WORK TASK:
The lines to extract run from the first line of the entries through the line that contains "pub use landmarks::LandmarkDetector;"; reproduce exactly those lines and no others.
START EXTRACTED MATERIAL
//! Port definitions for hexagonal architecture.
//!
//! These traits define the boundaries between the domain core and external adapters.

mod event_sink;
mod landmarks;
mod progress;
mod records;

pub use event_sink::{Delivery, EventSink, ForwardError};
pub use landmarks::LandmarkDetector;
pub use progress::{NoProgress, ProgressEvent, ProgressSink};
pub use records::{FrameArchive, FrameLoader, RecordSource, SampleOutput};
//! Core domain types for attention inference.

mod dataset;
mod event;
mod features;
mod session;

pub use dataset::{
    DiagnosticResult, ExportMode, PhaseData, PhaseRecord, PhaseSummary, RawEvent, SamplePayload,
    WindowedSample,
};
pub use event::{
    flag, AttentionEvent, EventContext, LABEL_DEFAULT, LABEL_MODEL, LABEL_NO_FACE, LABEL_SEQUENCE,
};
pub use features::{
    BoundingBox, EyeLandmarks, FaceLandmarks, FrameFeatures, Point, EYES_WEIGHT, GAZE_WEIGHT,
    PRESENCE_WEIGHT,
};
pub use session::{SessionRef, SessionRefError};
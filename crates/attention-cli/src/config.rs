//! Configuration file support for attention-ml.
//!
//! Supports TOML configuration from:
//! - XDG config: `~/.config/attention-ml/config.toml` (lowest priority)
//! - Project-local: `.attention-ml.toml` (searched up directory tree)
//! - Environment variables and CLI flags (highest priority, applied by each command)

use std::path::{Path, PathBuf};

use serde::Deserialize;
use tracing::{debug, info, warn};

/// Hardcoded defaults, the lowest configuration layer.
pub mod defaults {
    use attention_core::pipeline::DEFAULT_SEQUENCE_LENGTH;

    pub const BACKEND_URL: &str = "http://backend:8000";
    pub const TIMEOUT_SECS: u64 = 10;
    pub const SEQUENCE_LENGTH: usize = DEFAULT_SEQUENCE_LENGTH;
    pub const SESSION_TTL_SECS: u64 = 600;
    pub const MODEL_PATH: &str = "checkpoints/attention";
    pub const IMAGE_SIZE: usize = 224;
    pub const BIND: &str = "0.0.0.0:9000";
    pub const STRIDE: usize = attention_core::dataset::DEFAULT_STRIDE;
    pub const DATASET_PATH: &str = "data/frames_dataset.jsonl";
    pub const CHECKPOINT_DIR: &str = "checkpoints";
    pub const EPOCHS: usize = 5;
    pub const BATCH_SIZE: usize = 4;
    pub const LEARNING_RATE: f64 = 1e-3;
}

/// Top-level configuration structure.
#[derive(Debug, Default, Clone, Deserialize)]
#[serde(default)]
pub struct AppConfig {
    /// Record-keeping backend.
    pub backend: BackendConfig,
    /// Session windows.
    pub window: WindowConfig,
    /// Attention model artifact.
    pub model: ModelConfig,
    /// Landmark detector weights.
    pub detector: DetectorSection,
    /// HTTP server.
    pub server: ServerConfig,
    /// Face-crop capture.
    pub capture: CaptureConfig,
    /// Dataset export.
    pub export: ExportConfig,
    /// Model training.
    pub training: TrainingSection,
}

/// Backend configuration.
#[derive(Debug, Default, Clone, Deserialize)]
#[serde(default)]
pub struct BackendConfig {
    /// Base URL events are posted under.
    pub url: Option<String>,
    /// Bearer token; forwarding is disabled without one.
    pub token: Option<String>,
    /// Per-request timeout in seconds.
    pub timeout_secs: Option<u64>,
}

/// Window configuration.
#[derive(Debug, Default, Clone, Deserialize)]
#[serde(default)]
pub struct WindowConfig {
    /// Window length N.
    pub sequence_length: Option<usize>,
    /// Idle time after which a session's windows are dropped.
    pub session_ttl_secs: Option<u64>,
}

/// Model artifact configuration.
#[derive(Debug, Default, Clone, Deserialize)]
#[serde(default)]
pub struct ModelConfig {
    /// Artifact base path (`<path>.safetensors` + `<path>.json`).
    pub path: Option<PathBuf>,
    /// Square crop side the model expects.
    pub image_size: Option<usize>,
}

/// Detector configuration.
#[derive(Debug, Default, Clone, Deserialize)]
#[serde(default)]
pub struct DetectorSection {
    /// `BlazeFace` weights.
    pub blazeface_path: Option<PathBuf>,
    /// Eye-landmark regressor weights.
    pub eye_landmarks_path: Option<PathBuf>,
    /// Minimum face detection confidence.
    pub min_face_confidence: Option<f32>,
}

/// Server configuration.
#[derive(Debug, Default, Clone, Deserialize)]
#[serde(default)]
pub struct ServerConfig {
    /// Listen address.
    pub bind: Option<String>,
}

/// Capture configuration.
#[derive(Debug, Default, Clone, Deserialize)]
#[serde(default)]
pub struct CaptureConfig {
    /// Directory face crops are archived under; capture is off when unset.
    pub frames_dir: Option<PathBuf>,
}

/// Export configuration.
#[derive(Debug, Default, Clone, Deserialize)]
#[serde(default)]
pub struct ExportConfig {
    /// Window stride S.
    pub stride: Option<usize>,
    /// Output dataset path.
    pub out: Option<PathBuf>,
    /// "features" or "frames".
    pub mode: Option<String>,
}

/// Training configuration.
#[derive(Debug, Default, Clone, Deserialize)]
#[serde(default)]
pub struct TrainingSection {
    /// Frame-mode dataset to train on.
    pub dataset: Option<PathBuf>,
    /// Number of epochs.
    pub epochs: Option<usize>,
    /// Batch size.
    pub batch_size: Option<usize>,
    /// Learning rate.
    pub lr: Option<f64>,
    /// Split and shuffle seed.
    pub seed: Option<u64>,
    /// Checkpoint and metrics directory.
    pub checkpoint_dir: Option<PathBuf>,
    /// Train in the background when `serve` starts.
    pub on_start: Option<bool>,
}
END EXTRACTED MATERIAL
RESULT FOR THIS TASK:
//! Port definitions for hexagonal architecture.
//!
//! These traits define the boundaries between the domain core and external adapters.

mod event_sink;
mod landmarks;
mod progress;
mod records;

pub use event_sink::{Delivery, EventSink, ForwardError};
pub use landmarks::LandmarkDetector;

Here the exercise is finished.